Il capitale e i suoi mercati sono sismografi che reagiscono al tragico flusso delle notizie provenienti dalla guerra in Ucraina. Al termine di una settimana al ribasso ieri le borse sono crollate di colpo dopo la diffusione della notizia di un assalto alla centrale nucleare ucraina di Zaporizhzhia, la più grande d’Europa. Sebbene la ricostruzione delle responsabilità sull’episodio sia diventato oggetto di un conflitto tra Russia e Ucraina (la centrale sarebbe stata «conquistata» dai russi il 28 febbraio e l’attacco sarebbe ucraino, versione opposta di questi ultimi) la notizia ieri mattina ha scatenato quello che in gergo è chiamato «panic selling», cioè il panico che spinge a vendere titoli in particolare delle banche e del settore auto.

L’onda ha travolto la borsa di Milano, ieri la peggiore in Europa. L’indice Ftse Mib ha registrato un meno -6,23%. Un tonfo clamoroso che si aggiunge a quelli già registrati dall’inizio della guerra russa contro l’Ucraina dieci giorni fa: da allora Piazza Affari ha perso il 13%, del suo valore. Dall’inizio di gennaio il 20%. Il calo è iniziato ben prima del conflitto armato. è l’esito del contraccolpo provocato dai lockdown del 2020 per rallentare la diffusione del Covid, delle riprese differenziate dei mercati in continenti diversi che hanno bloccato le catene lunghe dell’approvvigionamento delle merci e dall’aumento dei prezzi delle materie prime, del petrolio e del gas.

Proprio i futures del gas scambiati sul mercato di Amsterdam ieri hanno fatto registrare un altro aumento record: più 28,85% a 201,67 euro al MWh. Tra le materie prime è stato registrata un’impennata del palladio. Le sue quotazioni sono salite del 4,1%, a 2.889,70 dollari, il massimo dal luglio 2021. La Russia produce il 40% della produzione mondiale di questo metallo auto-catalizzatore che aveva già fatto registrare aumenti a causa delle strozzature negli approvvigionamenti delle materie prime. Dopo le sanzioni disposte contro il governo di Putin il valore è impazzito. È probabile che la situazione continuerà a peggiorare dato che Europa, Stati Uniti e Giappone potranno infliggere nuove sanzioni alla Russia a partire dalla prossima settimana, se non cesserà il massacro in Ucraina. Negli Usa e nel Regno Unito si punta stavolta a colpire i settori del gas e del petrolio russi e a evitare che le esportazioni bilancino i danni delle sanzioni inflitte finora.

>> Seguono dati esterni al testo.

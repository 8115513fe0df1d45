// ABOUTME: Recipe proxy route handlers for search, detail, cuisines, random and passthroughs
// ABOUTME: Thin axum handlers that parse query parameters and delegate to the recipe service
//
// SPDX-License-Identifier: MIT OR Apache-2.0
// Copyright (c) 2025 Recipe Finder Contributors

//! Recipe discovery routes
//!
//! All handlers return JSON. Failures are rendered by [`AppError`] as
//! `{error, code}` with a 400, 404 or 502 status.

use crate::{errors::AppError, server::ServerResources};
use axum::{
    extract::{Path, Query, State},
    response::{IntoResponse, Response},
    routing::get,
    Json, Router,
};
use serde::Deserialize;
use serde_json::json;
use std::sync::Arc;

/// Query parameters for `/api/search`
#[derive(Deserialize, Default)]
struct SearchQuery {
    #[serde(default)]
    ingredients: Option<String>,
    #[serde(default)]
    diet: Option<String>,
    #[serde(default)]
    cuisine: Option<String>,
    #[serde(default)]
    number: Option<String>,
}

/// Query parameters for `/api/mealdb/search`
#[derive(Deserialize, Default)]
struct NameSearchQuery {
    #[serde(default)]
    q: Option<String>,
}

/// Query parameters for `/api/spoonacular/autocomplete`
#[derive(Deserialize, Default)]
struct AutocompleteQuery {
    #[serde(default)]
    query: Option<String>,
    #[serde(default)]
    number: Option<String>,
}

/// Parse an optional positive count parameter
fn parse_number(raw: Option<&str>) -> Result<Option<u32>, AppError> {
    match raw.map(str::trim).filter(|n| !n.is_empty()) {
        None => Ok(None),
        Some(n) => n
            .parse::<u32>()
            .map(Some)
            .map_err(|_| AppError::invalid_input(format!("Invalid number parameter: {n}"))),
    }
}

/// Recipe routes
pub struct RecipeRoutes;

impl RecipeRoutes {
    /// Create all recipe routes
    pub fn routes(resources: Arc<ServerResources>) -> Router {
        Router::new()
            .route("/api/search", get(Self::handle_search))
            .route("/api/recipes/:source/:id", get(Self::handle_detail))
            .route("/api/cuisines", get(Self::handle_cuisines))
            .route("/api/cuisines/:area", get(Self::handle_cuisine_recipes))
            .route("/api/random", get(Self::handle_random))
            .route("/api/mealdb/search", get(Self::handle_mealdb_search))
            .route(
                "/api/spoonacular/autocomplete",
                get(Self::handle_autocomplete),
            )
            .with_state(resources)
    }

    async fn handle_search(
        State(resources): State<Arc<ServerResources>>,
        Query(params): Query<SearchQuery>,
    ) -> Result<Response, AppError> {
        let ingredients = params
            .ingredients
            .as_deref()
            .ok_or_else(|| AppError::missing_field("ingredients"))?;
        let number = parse_number(params.number.as_deref())?;

        let results = resources
            .recipes
            .search(
                ingredients,
                params.diet.as_deref(),
                params.cuisine.as_deref(),
                number,
            )
            .await?;

        Ok(Json(results).into_response())
    }

    async fn handle_detail(
        State(resources): State<Arc<ServerResources>>,
        Path((source, id)): Path<(String, String)>,
    ) -> Result<Response, AppError> {
        let detail = resources.recipes.recipe_detail(&source, &id).await?;
        Ok(Json(detail).into_response())
    }

    async fn handle_cuisines(
        State(resources): State<Arc<ServerResources>>,
    ) -> Result<Response, AppError> {
        let cuisines = resources.recipes.cuisines().await?;
        Ok(Json(json!({ "cuisines": cuisines })).into_response())
    }

    async fn handle_cuisine_recipes(
        State(resources): State<Arc<ServerResources>>,
        Path(area): Path<String>,
    ) -> Result<Response, AppError> {
        let recipes = resources.recipes.recipes_by_area(&area).await?;
        Ok(Json(json!({ "area": area, "recipes": recipes })).into_response())
    }

    async fn handle_random(
        State(resources): State<Arc<ServerResources>>,
    ) -> Result<Response, AppError> {
        let random = resources.recipes.random().await?;
        Ok(Json(random).into_response())
    }

    async fn handle_mealdb_search(
        State(resources): State<Arc<ServerResources>>,
        Query(params): Query<NameSearchQuery>,
    ) -> Result<Response, AppError> {
        let query = params.q.as_deref().ok_or_else(|| AppError::missing_field("q"))?;
        let recipes = resources.recipes.search_mealdb(query).await?;
        Ok(Json(json!({ "recipes": recipes })).into_response())
    }

    async fn handle_autocomplete(
        State(resources): State<Arc<ServerResources>>,
        Query(params): Query<AutocompleteQuery>,
    ) -> Result<Response, AppError> {
        let query = params
            .query
            .as_deref()
            .ok_or_else(|| AppError::missing_field("query"))?;
        let number = parse_number(params.number.as_deref())?;
        let suggestions = resources.recipes.autocomplete(query, number).await?;
        Ok(Json(json!({ "suggestions": suggestions })).into_response())
    }
}

#[cfg(test)]
mod tests {
    use super::*;

    #[test]
    fn test_parse_number() {
        assert_eq!(parse_number(None).unwrap(), None);
        assert_eq!(parse_number(Some(" ")).unwrap(), None);
        assert_eq!(parse_number(Some("5")).unwrap(), Some(5));
        assert_eq!(parse_number(Some("five")).unwrap_err().http_status(), 400);
    }
}
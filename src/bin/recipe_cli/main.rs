// ABOUTME: Recipe Finder CLI - command-line client for recipe search and saved state
// ABOUTME: Manages favorites, pantry and shopping list through the configured state store
//
// SPDX-License-Identifier: MIT OR Apache-2.0
// Copyright (c) 2025 Recipe Finder Contributors
//!
//! Usage:
//! ```bash
//! # Search with explicit ingredients, or with the pantry when omitted
//! recipe-finder-cli search chicken,rice --diet vegetarian
//!
//! # Favorites
//! recipe-finder-cli favorites toggle mealdb 52772
//! recipe-finder-cli favorites list
//!
//! # Pantry
//! recipe-finder-cli pantry add eggs flour milk
//! recipe-finder-cli pantry toggle garlic
//!
//! # Shopping list
//! recipe-finder-cli shopping add-recipe spoonacular 716429
//! recipe-finder-cli shopping clear
//! ```
//!
//! With `SUPABASE_URL`, `SUPABASE_ANON_KEY`, `SUPABASE_ACCESS_TOKEN` and
//! `SUPABASE_USER_ID` set, state is read from and written to Supabase;
//! otherwise it lives in a local JSON file.

mod commands;
mod helpers;

use clap::{Parser, Subcommand};
use recipe_finder::{
    config::environment::{ServerConfig, StoreConfig},
    logging,
    server::ServerResources,
    store::open_store,
};
use std::path::PathBuf;
use tracing::debug;

type Result<T> = anyhow::Result<T>;

#[derive(Parser)]
#[command(
    name = "recipe-finder-cli",
    about = "Recipe Finder CLI",
    long_about = "Search recipes by ingredient and manage favorites, pantry and shopping list."
)]
struct Cli {
    #[command(subcommand)]
    command: Command,

    /// Local state file override
    #[arg(long, global = true)]
    state_path: Option<PathBuf>,

    /// Enable debug logging
    #[arg(long, short = 'v', global = true)]
    verbose: bool,
}

#[non_exhaustive]
#[derive(Subcommand)]
enum Command {
    /// Search both providers by ingredient
    Search {
        /// Comma-separated ingredients (defaults to the pantry)
        ingredients: Option<String>,

        /// Diet filter (Spoonacular only)
        #[arg(long)]
        diet: Option<String>,

        /// Cuisine filter (Spoonacular only)
        #[arg(long)]
        cuisine: Option<String>,

        /// Number of Spoonacular results
        #[arg(long)]
        number: Option<u32>,
    },

    /// Favorite recipes
    Favorites {
        #[command(subcommand)]
        action: FavoritesCommand,
    },

    /// Pantry items
    Pantry {
        #[command(subcommand)]
        action: PantryCommand,
    },

    /// Shopping list
    Shopping {
        #[command(subcommand)]
        action: ShoppingCommand,
    },
}

#[non_exhaustive]
#[derive(Subcommand)]
enum FavoritesCommand {
    /// List favorites
    List,

    /// Save a recipe, or unsave it when already saved
    Toggle {
        /// Recipe source (mealdb or spoonacular)
        source: String,
        /// Recipe id
        id: String,
    },

    /// Remove a favorite by `source:id` key
    Remove {
        /// Composite key, e.g. `mealdb:52772`
        key: String,
    },
}

#[non_exhaustive]
#[derive(Subcommand)]
enum PantryCommand {
    /// List pantry items
    List,

    /// Add an item, or remove it when already present
    Toggle {
        /// Ingredient name
        name: String,
    },

    /// Add several items at once
    Add {
        /// Ingredient names
        #[arg(required = true)]
        names: Vec<String>,
    },

    /// Remove an item
    Remove {
        /// Ingredient name (case-insensitive)
        name: String,
    },
}

#[non_exhaustive]
#[derive(Subcommand)]
enum ShoppingCommand {
    /// Show the shopping list
    List,

    /// Add entries
    Add {
        /// Entries to add
        #[arg(required = true)]
        items: Vec<String>,
    },

    /// Add a recipe's ingredients that are not in the pantry
    AddRecipe {
        /// Recipe source (mealdb or spoonacular)
        source: String,
        /// Recipe id
        id: String,
    },

    /// Remove an entry
    Remove {
        /// Entry text
        item: String,
    },

    /// Remove every entry
    Clear,
}

#[tokio::main]
async fn main() -> Result<()> {
    let cli = Cli::parse();

    logging::init_for_cli(cli.verbose)?;

    let server_config = ServerConfig::from_env()?;
    let mut store_config = StoreConfig::from_env();
    if let Some(state_path) = cli.state_path {
        store_config.state_path = state_path;
    }

    let store = open_store(&store_config, server_config.http_client_timeout())?;
    debug!("State store: {}", store.backend_info());

    let resources = ServerResources::new(server_config)?;
    let recipes = &resources.recipes;

    match cli.command {
        Command::Search {
            ingredients,
            diet,
            cuisine,
            number,
        } => {
            commands::search::run(
                recipes,
                &store,
                ingredients,
                diet.as_deref(),
                cuisine.as_deref(),
                number,
            )
            .await?;
        }
        Command::Favorites { action } => match action {
            FavoritesCommand::List => commands::favorites::list(&store).await?,
            FavoritesCommand::Toggle { source, id } => {
                commands::favorites::toggle(recipes, &store, &source, &id).await?;
            }
            FavoritesCommand::Remove { key } => commands::favorites::remove(&store, &key).await?,
        },
        Command::Pantry { action } => match action {
            PantryCommand::List => commands::pantry::list(&store).await?,
            PantryCommand::Toggle { name } => commands::pantry::toggle(&store, &name).await?,
            PantryCommand::Add { names } => commands::pantry::add(&store, &names).await?,
            PantryCommand::Remove { name } => commands::pantry::remove(&store, &name).await?,
        },
        Command::Shopping { action } => match action {
            ShoppingCommand::List => commands::shopping::list(&store).await?,
            ShoppingCommand::Add { items } => commands::shopping::add(&store, &items).await?,
            ShoppingCommand::AddRecipe { source, id } => {
                commands::shopping::add_recipe(recipes, &store, &source, &id).await?;
            }
            ShoppingCommand::Remove { item } => commands::shopping::remove(&store, &item).await?,
            ShoppingCommand::Clear => commands::shopping::clear(&store).await?,
        },
    }

    Ok(())
}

Le sanzioni sul gas russo sono un problema delicatissimo per mezza Europa, e in particolare l’Italia. I tonfi registrati in borsa a Milano lo confermano. Nelle sfere impalpabili, eppure sensibili, della finanza sono in pochi a credere nella sicurezza mostrata da Draghi in parlamento durante questa settimana. Le scorte, l’aumento delle importazioni di gas dall’Algeria, ad esempio, e l’inutile e dannosa riapertura delle centrali a carbone potrebbero fare poco contro la chiusura dei rubinetti del gas. Fino ad ora i flussi dalla Russia sono continuati come e più di prima. Ma se Putin desse seguito alla minaccia recapitata ieri contro le nuove sanzioni in arrivo si presume che la prima azione potrebbe essere proprio quella di una ritorsione sul gas per destabilizzare i paesi europei e aprire un altro fronte nella guerra economica in corso.

I primi effetti di questa non scontata ritorsione russa potrebbero dare un’altra spallata al claudicante governo Draghi già messo sotto pressione dai partiti in campagna elettorale permanente. Questo è l’esito del paradosso di un «governo senza formula politica» che chiede di abiurare agli interessi dei blocchi sociali di riferimento in nome dell’imperativo del «Pnrr»: catasto, fisco, concorrenza o giustizia. Su questa armata brancaleone, già prima della guerra russa, si è abbattuto il secondo tempo della crisi generata dalla pandemia: l’aumento dell’inflazione e delle bollette di gas e luce che mangiano i salari e diminuiscono i consumi. Ieri l’Istat ha ridotto il rimbalzo del Pil dal 6,4 al 6,2% nel 2021 dopo il crollo dell’8,9% nel 2020.